Doctor is haunted by siege of Fallujah
From the www.monabaker.com archive (legacy material)
Alissa J. Rubin | Concord Monitor Online | 15/11/2004
BAGHDAD, Iraq – Dr. Ahmed Ghanim’s nightmarish week began with a phone call in the operating room of a triage center in downtown Fallujah.
On the line was the manager of the city’s General Hospital. Iraqi national guardsmen and U.S. Marines, the manager said, had entered the hospital, handcuffed the doctors and were forcing the patients out to the parking lot.
The guardsmen “stole the mobile phones, the hospital safe where the money is kept and damaged the ambulances and cars,” said Ghanim, an orthopedic surgeon who works at the hospital. “The Americans were more sympathetic with the hospital staff and . . . untied the doctors and allowed them to go outside with the patients.”
But the worst was yet to come. In the coming days, Ghanim would narrowly escape a bombing, then run through his city’s battle-torn streets. He would walk hungry and scared for miles, carrying with him memories of the people he could not save.
The fight for Fallujah began Nov. 7. The hospital, the city’s main medical center, was seized that night by U.S. and Iraqi troops. Military commanders said it was taken to ensure that there was a medical treatment facility available to civilians and to make sure that insurgents could not exaggerate casualties.
As fighting raged for a week, few civilian accounts of the battle have been available, and there have been only scattered reports on casualties. But as combat eased, Ghanim and other survivors emerged and began to tell their stories.
“We were kicked out by the (Iraqi National Guard); even the Americans weren’t as harsh as them,” said Farhan Khalaf, 58, who had been at Fallujah General Hospital when it was seized.
“They were roughing up patients and tying up the doctors, hitting them in some instances,”he added. “They stole whatever valuables they could get their hands on, including money and cell phones. This is unacceptable. How could they do this against their own people?”
Last Monday came and went. On Tuesday, the bombing came closer to the city center. The doctors were busy.
“I was doing amputations for many patients. But I am an orthopedic surgeon; if a patient came to me with an abdominal injury, I could do nothing,” he said, eyes cast down, close to tears. “We would bring the patient in, and we would have to let him die.”
Electricity to the city was cut off. There was no water, no food, no fluids for the patients, Ghanim said. But the patients just kept coming.
“We were treating everyone. There were women, children, mujahids. I don’t ask someone if they are a fighter before I treat them. I just take care of them,” he said.
Late Tuesday, a bomb struck one side of the triage center. Ghanim ran out of the building.

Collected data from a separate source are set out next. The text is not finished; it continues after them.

//! Bank contract surface: deposits, withdrawals, and balance reads.
//!
//! One parameterized pairing of chain client and operation runner, configured
//! by the bank deployment artifact. Withdraw amounts are validated against
//! the last-known balance snapshot before the chain client is contacted.

use std::sync::{Arc, Mutex};

use ethers::abi::Token;
use ethers::types::U256;

use crate::amount;
use crate::artifact::DeploymentArtifact;
use crate::chain::{CallSpec, ChainClient};
use crate::error::Result;
use crate::runner::{Operation, OperationKind, OperationRunner};
use crate::session::Session;

pub struct Bank<C> {
    client: Arc<C>,
    runner: OperationRunner<C>,
    artifact: DeploymentArtifact,
    last_balance: Mutex<Option<U256>>,
}

impl<C: ChainClient> Bank<C> {
    pub fn new(client: Arc<C>, runner: OperationRunner<C>, artifact: DeploymentArtifact) -> Self {
        Self {
            client,
            runner,
            artifact,
            last_balance: Mutex::new(None),
        }
    }

    /// The caller's balance held in the bank. Refreshes the snapshot used by
    /// withdraw validation.
    pub async fn my_balance(&self) -> Result<U256> {
        let spec = CallSpec::method(&self.artifact, "getMyBalance", &[])?;
        let raw = self.client.call(&spec).await?;
        let balance = self.artifact.decode_uint("getMyBalance", &raw)?;
        *self.last_balance.lock().expect("balance snapshot lock poisoned") = Some(balance);
        Ok(balance)
    }

    /// Total value held by the bank contract itself.
    pub async fn contract_balance(&self) -> Result<U256> {
        let spec = CallSpec::method(&self.artifact, "getContractBalance", &[])?;
        let raw = self.client.call(&spec).await?;
        self.artifact.decode_uint("getContractBalance", &raw)
    }

    /// The balance snapshot from the most recent `my_balance` read.
    pub fn last_known_balance(&self) -> Option<U256> {
        *self.last_balance.lock().expect("balance snapshot lock poisoned")
    }

    /// Deposit `amount` (decimal ether string) into the bank.
    pub async fn deposit(&self, session: &Session, amount: &str) -> Result<Operation> {
        session.require_ready()?;
        let value = amount::parse_amount(amount)?;
        let spec = CallSpec::method(&self.artifact, "deposit", &[])?.with_value(value);
        let client = Arc::clone(&self.client);
        self.runner
            .run(OperationKind::Deposit, move || async move {
                client.send(&spec).await
            })
            .await
    }

    /// Withdraw `amount` from the bank. Fails fast with `InvalidAmount` when
    /// the amount is not positive or exceeds the last-known balance snapshot
    /// (a never-refreshed snapshot counts as zero).
    pub async fn withdraw(&self, session: &Session, amount: &str) -> Result<Operation> {
        session.require_ready()?;
        let snapshot = self.last_known_balance().unwrap_or_default();
        let value = amount::validate_withdraw(amount, snapshot)?;
        let spec = CallSpec::method(&self.artifact, "withdraw", &[Token::Uint(value)])?;
        let client = Arc::clone(&self.client);
        self.runner
            .run(OperationKind::Withdraw, move || async move {
                client.send(&spec).await
            })
            .await
    }
}

#[cfg(test)]
mod tests {
    use super::*;
    use crate::error::Error;
    use crate::networks::HARDHAT_CHAIN_ID;
    use crate::runner::OperationStatus;
    use crate::scripted::{receipt_with_status, ScriptedClient};
    use crate::session::SessionStatus;
    use ethers::abi::encode;
    use ethers::types::{Address, TxHash};

    const BANK_JSON: &str = r#"{
        "address": "0x5FbDB2315678afecb367f032d93F642f64180aa3",
        "abi": [
            { "type": "function", "name": "deposit", "inputs": [], "outputs": [], "stateMutability": "payable" },
            { "type": "function", "name": "withdraw",
              "inputs": [{ "name": "amount", "type": "uint256" }], "outputs": [],
              "stateMutability": "nonpayable" },
            { "type": "function", "name": "getMyBalance", "inputs": [],
              "outputs": [{ "name": "", "type": "uint256" }], "stateMutability": "view" },
            { "type": "function", "name": "getContractBalance", "inputs": [],
              "outputs": [{ "name": "", "type": "uint256" }], "stateMutability": "view" }
        ]
    }"#;

    fn ready_session() -> Session {
        Session {
            status: SessionStatus::Connected,
            account: Some(Address::from_low_u64_be(0xabc)),
            chain_id: Some(HARDHAT_CHAIN_ID),
            network_valid: true,
        }
    }

    fn bank() -> (Arc<ScriptedClient>, Bank<ScriptedClient>) {
        let client = Arc::new(ScriptedClient::new(HARDHAT_CHAIN_ID));
        let runner = OperationRunner::new(Arc::clone(&client));
        let artifact = DeploymentArtifact::from_json(BANK_JSON).unwrap();
        let bank = Bank::new(Arc::clone(&client), runner, artifact);
        (client, bank)
    }

    fn eth(n: u64) -> U256 {
        U256::from(n) * U256::from(10u64.pow(18))
    }

    fn uint_output(value: U256) -> ethers::types::Bytes {
        encode(&[Token::Uint(value)]).into()
    }

    #[tokio::test]
    async fn test_my_balance_refreshes_snapshot() {
        let (client, bank) = bank();
        client.script_call(Ok(uint_output(eth(3))));

        let balance = bank.my_balance().await.unwrap();

        assert_eq!(balance, eth(3));
        assert_eq!(bank.last_known_balance(), Some(eth(3)));
    }

    #[tokio::test]
    async fn test_deposit_submits_and_confirms() {
        let (client, bank) = bank();
        let handle = TxHash::from_low_u64_be(1);
        client.script_send(Ok(handle));
        client.script_receipt(handle, Ok(receipt_with_status(true)));

        let op = bank.deposit(&ready_session(), "0.01").await.unwrap();

        assert_eq!(op.status, OperationStatus::Succeeded);
        assert_eq!(client.send_calls(), 1);
    }

    #[tokio::test]
    async fn test_deposit_invalid_amount_never_reaches_chain() {
        let (client, bank) = bank();

        let err = bank.deposit(&ready_session(), "abc").await.unwrap_err();

        assert!(matches!(err, Error::InvalidAmount(_)));
        assert_eq!(client.send_calls(), 0);
    }

    #[tokio::test]
    async fn test_deposit_on_wrong_network_rejected_locally() {
        let (client, bank) = bank();
        let mut session = ready_session();
        session.chain_id = Some(1);
        session.network_valid = false;

        let err = bank.deposit(&session, "0.01").await.unwrap_err();

        assert_eq!(err, Error::WrongNetwork(1));
        assert_eq!(client.send_calls(), 0);
    }

    #[tokio::test]
    async fn test_withdraw_exact_snapshot_succeeds() {
        let (client, bank) = bank();
        client.script_call(Ok(uint_output(eth(2))));
        bank.my_balance().await.unwrap();

        let handle = TxHash::from_low_u64_be(2);
        client.script_send(Ok(handle));
        client.script_receipt(handle, Ok(receipt_with_status(true)));

        let op = bank.withdraw(&ready_session(), "2").await.unwrap();

        assert_eq!(op.status, OperationStatus::Succeeded);
    }

    #[tokio::test]
    async fn test_withdraw_over_snapshot_fails_locally() {
        let (client, bank) = bank();
        client.script_call(Ok(uint_output(eth(2))));
        bank.my_balance().await.unwrap();

        let err = bank
            .withdraw(&ready_session(), "2.000000000000000001")
            .await
            .unwrap_err();

        assert!(matches!(err, Error::InvalidAmount(_)));
        assert_eq!(client.send_calls(), 0);
    }

    #[tokio::test]
    async fn test_withdraw_without_snapshot_fails_locally() {
        let (client, bank) = bank();

        let err = bank.withdraw(&ready_session(), "1").await.unwrap_err();

        assert!(matches!(err, Error::InvalidAmount(_)));
        assert_eq!(client.send_calls(), 0);
    }
}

A second bomb hit, crashing through the roof and destroying most of the facility. Ghanim believes it killed at least two or three of the young resident doctors working there and most of the patients.
“At that moment, I wished to die,” he said. “It was a catastrophe.”
Afterward, he said, he half-ran, half-wandered through Fallujah, dodging explosions that seemed to be everywhere. He took shelter in an empty house and did not move.
“I saw the injured people on the street, covered in blood, staggering, screaming, shouting, ‘Help me! Help me!’ but we could not get out and help them because we would be killed.”
At one point, he looked out and saw a cousin in the street; he had been wounded. “I could not do anything for him, I could not move,” Ghanim said. “He died. There was no mercy.”
During a lull in the bombing, the doctor decided to try to leave Fallujah. As he made his way through the rubble-filled streets, some fighters, Fallujah natives like himself, recognized the surgeon. They showed him a way out. He walked with a companion – an anesthetist – along the river, heading north.
First they walked to Saglawiya, a nearby village, he said, then more than 12 miles to the next village. There, a car picked them up and drove them about three miles. They resumed walking, occasionally getting a lift from a passing vehicle.
It took them 36 hours, mostly on foot, to make it the more than 30 miles to Baghdad. They didn’t sleep and ate only a few dates and a packet of biscuits.
Yesterday, as Ghanim recounted the week that was, he was clearly haunted by what might have been, and those he could not help.
“I think if the Americans let us treat the injured, even in the streets,” he said, “we could have saved hundreds.”